The transport routes utilized by CCRF-CEM human lymphoblastic cells for the influx and efflux of methotrexate have been analyzed. Evidence was obtained for a single influx route for methotrexate: (a) Influx at 2 microM [3H]methotrexate was inhibited completely by high concentrations of unlabeled methotrexate, o-phthalate, and bromosulfophthalein, and the inhibition profile with each anion was monophasic; and (b) Pretreatment of the cells with an N-hydroxysuccinimide ester of methotrexate also blocked influx, and this inhibition was complete over a range of substrate concentrations from 2 to 50 microM. Influx was also saturable and proceeded with a maximum rate (Vmax) of 4.3 pmol/min/mg protein (at 37 degrees C) and with a Kt of 0.8 microM in an anion-deficient buffer and 4.6 microM in a 4-(2-hydroxyethyl)-1-piperazineethanesulfonate-buffered saline.

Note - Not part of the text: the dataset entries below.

use std::{env, time::Duration};

use anyhow::{bail, Context, Result};
use domain::{
    requests::AcceptPolicy,
    storage::{BucketNames, DEFAULT_SIGNED_URL_TTL},
};

/// API settings read from the environment.
#[derive(Clone, Debug)]
pub struct Config {
    pub supabase_url: String,
    pub supabase_anon_key: String,
    pub buckets: BucketNames,
    pub signed_url_ttl: Duration,
    pub accept_policy: AcceptPolicy,
}

impl Config {
    pub fn from_env() -> Result<Self> {
        let supabase_url = env::var("SUPABASE_URL").context("SUPABASE_URL must be set")?;
        let supabase_anon_key =
            env::var("SUPABASE_ANON_KEY").context("SUPABASE_ANON_KEY must be set")?;

        let signed_url_ttl = match env::var("SIGNED_URL_TTL_SECS") {
            Ok(secs) => Duration::from_secs(
                secs.parse()
                    .with_context(|| format!("Invalid SIGNED_URL_TTL_SECS: {secs}"))?,
            ),
            Err(_) => DEFAULT_SIGNED_URL_TTL,
        };

        let accept_policy = match env::var("ACCEPT_POLICY") {
            Ok(code) => match AcceptPolicy::from_code(&code) {
                Some(policy) => policy,
                None => bail!("Invalid ACCEPT_POLICY: {code}"),
            },
            Err(_) => AcceptPolicy::default(),
        };

        tracing::info!(?accept_policy, ttl_secs = signed_url_ttl.as_secs(), "Configuration loaded");

        Ok(Self {
            supabase_url,
            supabase_anon_key,
            buckets: BucketNames::from_env(),
            signed_url_ttl,
            accept_policy,
        })
    }
}
//! In-memory adapters for every outbound port, used by tests and local runs.

use std::{
    collections::HashMap,
    sync::{Arc, Mutex, MutexGuard},
};

use async_trait::async_trait;
use cqrs_es::{
    mem_store::MemStore,
    persist::{PersistenceError, ViewContext, ViewRepository},
};
use ulid::Ulid;

use crate::{
    accounts::{Account, AccountRepository, ENTITY},
    auth::{Capability, Role},
    errors::Error,
    identity::{IdentityProvider, Session},
    pharmacies::{Pharmacy, PharmacyRepository},
    requests::{cqrs, Request, RequestIndex, RequestStatus, RequestWorkflow, Services, View, ViewRepo},
    storage::{Bucket, ObjectStore, Upload},
};

fn lock<T>(mutex: &Mutex<T>) -> MutexGuard<'_, T> {
    mutex.lock().unwrap_or_else(|poisoned| poisoned.into_inner())
}

#[derive(Default)]
pub struct MemoryAccounts {
    rows: Mutex<HashMap<String, Account>>,
}

#[async_trait]
impl AccountRepository for MemoryAccounts {
    async fn insert(&self, account: &Account) -> Result<(), Error> {
        let mut rows = lock(&self.rows);
        if rows.contains_key(&account.id) {
            return Err(Error::Uniqueness {
                field: "id".to_string(),
            });
        }
        rows.insert(account.id.clone(), account.clone());
        Ok(())
    }

    async fn find_by_id(&self, id: &str) -> Result<Option<Account>, Error> {
        Ok(lock(&self.rows).get(id).cloned())
    }

    async fn find_by_auth_id(&self, auth_id: &str) -> Result<Option<Account>, Error> {
        Ok(lock(&self.rows)
            .values()
            .find(|account| account.auth_id == auth_id)
            .cloned())
    }

    async fn save_profile(&self, account: &Account) -> Result<(), Error> {
        match lock(&self.rows).get_mut(&account.id) {
            Some(stored) => {
                stored.take_profile(account);
                Ok(())
            }
            None => Err(Error::NotFound {
                entity: ENTITY.to_string(),
            }),
        }
    }

    async fn set_online(&self, id: &str, online: bool) -> Result<(), Error> {
        let mut rows = lock(&self.rows);
        match rows.get_mut(id) {
            Some(account) if account.role == Role::Delivery => {
                account.is_online = online;
                account.updated_at = chrono::Utc::now();
                Ok(())
            }
            _ => Err(Error::Forbidden {
                capability: Capability::ToggleAvailability,
            }),
        }
    }
}

#[derive(Default)]
pub struct MemoryPharmacies {
    rows: Mutex<Vec<Pharmacy>>,
}

#[async_trait]
impl PharmacyRepository for MemoryPharmacies {
    async fn list(&self, city: Option<&str>) -> Result<Vec<Pharmacy>, Error> {
        Ok(lock(&self.rows)
            .iter()
            .filter(|pharmacy| city.map_or(true, |city| pharmacy.city == city))
            .cloned()
            .collect())
    }

    async fn insert(&self, pharmacy: &Pharmacy) -> Result<(), Error> {
        lock(&self.rows).push(pharmacy.clone());
        Ok(())
    }
}

/// Request view table, also answering the listing queries.
#[derive(Default)]
pub struct MemoryRequestViews {
    rows: Mutex<HashMap<String, (View, i64)>>,
}

impl MemoryRequestViews {
    fn filter(&self, keep: impl Fn(&Request) -> bool) -> Vec<Request> {
        lock(&self.rows)
            .values()
            .map(|(view, _)| &view.request)
            .filter(|request| keep(request))
            .cloned()
            .collect()
    }
}

#[async_trait]
impl ViewRepository<View, Request> for MemoryRequestViews {
    async fn load(&self, view_id: &str) -> Result<Option<View>, PersistenceError> {
        Ok(lock(&self.rows).get(view_id).map(|(view, _)| view.clone()))
    }

    async fn load_with_context(
        &self,
        view_id: &str,
    ) -> Result<Option<(View, ViewContext)>, PersistenceError> {
        Ok(lock(&self.rows).get(view_id).map(|(view, version)| {
            (
                view.clone(),
                ViewContext::new(view_id.to_string(), *version),
            )
        }))
    }

    async fn update_view(&self, view: View, context: ViewContext) -> Result<(), PersistenceError> {
        let mut rows = lock(&self.rows);
        let current = rows.get(&context.view_instance_id).map_or(0, |(_, v)| *v);
        if current != context.version {
            return Err(PersistenceError::OptimisticLockError);
        }
        rows.insert(context.view_instance_id, (view, context.version + 1));
        Ok(())
    }
}

#[async_trait]
impl RequestIndex for MemoryRequestViews {
    async fn by_status(&self, status: RequestStatus) -> Result<Vec<Request>, Error> {
        Ok(self.filter(|request| request.status == status))
    }

    async fn by_patient(&self, patient_id: &str) -> Result<Vec<Request>, Error> {
        Ok(self.filter(|request| request.patient_id == patient_id))
    }

    async fn by_courier(&self, courier_id: &str) -> Result<Vec<Request>, Error> {
        Ok(self.filter(|request| request.courier_id.as_deref() == Some(courier_id)))
    }
}

struct Credential {
    password: String,
    subject: String,
}

#[derive(Default)]
pub struct MemoryIdentity {
    users: Mutex<HashMap<String, Credential>>,
    sessions: Mutex<HashMap<String, String>>,
}

#[async_trait]
impl IdentityProvider for MemoryIdentity {
    async fn sign_up(&self, email: &str, password: &str) -> Result<String, Error> {
        let mut users = lock(&self.users);
        if users.contains_key(email) {
            return Err(Error::Identity {
                message: "User already registered".to_string(),
            });
        }

        let subject = Ulid::new().to_string();
        users.insert(
            email.to_string(),
            Credential {
                password: password.to_string(),
                subject: subject.clone(),
            },
        );
        Ok(subject)
    }

    async fn sign_in(&self, email: &str, password: &str) -> Result<Session, Error> {
        let subject = match lock(&self.users).get(email) {
            Some(credential) if credential.password == password => credential.subject.clone(),
            _ => {
                return Err(Error::Identity {
                    message: "Invalid login credentials".to_string(),
                })
            }
        };

        let access_token = Ulid::new().to_string();
        lock(&self.sessions).insert(access_token.clone(), subject.clone());

        Ok(Session {
            access_token,
            refresh_token: Ulid::new().to_string(),
            expires_in: 3600,
            subject,
        })
    }

    async fn subject(&self, access_token: &str) -> Result<Option<String>, Error> {
        Ok(lock(&self.sessions).get(access_token).cloned())
    }

    async fn sign_out(&self, access_token: &str) -> Result<(), Error> {
        lock(&self.sessions).remove(access_token);
        Ok(())
    }
}

#[derive(Default)]
pub struct MemoryObjectStore {
    objects: Mutex<Vec<(Bucket, String)>>,
    failing: bool,
}

impl MemoryObjectStore {
    /// A store that rejects every write.
    pub fn failing() -> Self {
        Self {
            failing: true,
            ..Default::default()
        }
    }

    pub fn keys(&self) -> Vec<String> {
        lock(&self.objects).iter().map(|(_, key)| key.clone()).collect()
    }
}

#[async_trait]
impl ObjectStore for MemoryObjectStore {
    async fn put(&self, bucket: Bucket, key: &str, _upload: &Upload) -> Result<String, Error> {
        if self.failing {
            return Err(Error::storage("object store unavailable"));
        }

        lock(&self.objects).push((bucket, key.to_string()));
        let folder = match bucket {
            Bucket::Prescriptions => "prescriptions",
            Bucket::IdDocuments => "id-documents",
        };
        Ok(format!("memory://{folder}/{key}"))
    }
}

/// Request workflow over an in-memory event store and view table.
pub fn request_workflow(accounts: Arc<dyn AccountRepository>, services: Services) -> RequestWorkflow {
    let views = Arc::new(MemoryRequestViews::default());
    let repo: ViewRepo = views.clone();
    let framework = cqrs::framework(MemStore::<Request>::default(), repo.clone(), services);

    RequestWorkflow::new(Arc::new(framework), repo, views, accounts)
}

The ratio of Vmax to the amount of carrier protein (0.3 pmol/mg protein) gave a turnover number for the transport system of 14.3/min. In contrast to influx, methotrexate efflux proceeded via three routes which could be separated by their sensitivity to specific inhibitors. The major portion of efflux occurred via the methotrexate influx carrier, the identity of which was established from its sensitivity to the N-hydroxysuccinimide ester of methotrexate and by its requirement for anions in the external medium. Methotrexate, adenosine monophosphate, and phosphate each stimulated efflux via this route and this stimulation was half-maximal at anion concentrations that approximated their Ki values for inhibition of methotrexate influx. A second efflux route was identified by its sensitivity to bromosulfophthalein. This route was relatively inactive and did not fluctuate significantly upon addition of various anions, glucose, or metabolic inhibitors. The third route was quantitated by its sensitivity to probenecid and its activity was increased in saline buffers and upon addition of glucose and was inhibited by oligomycin. Similar transport routes for methotrexate are present in L1210 mouse cells, although these two cell lines can be distinguished by the amount of transport protein and by the activity of the bromosulfophthalein-sensitive efflux route for methotrexate.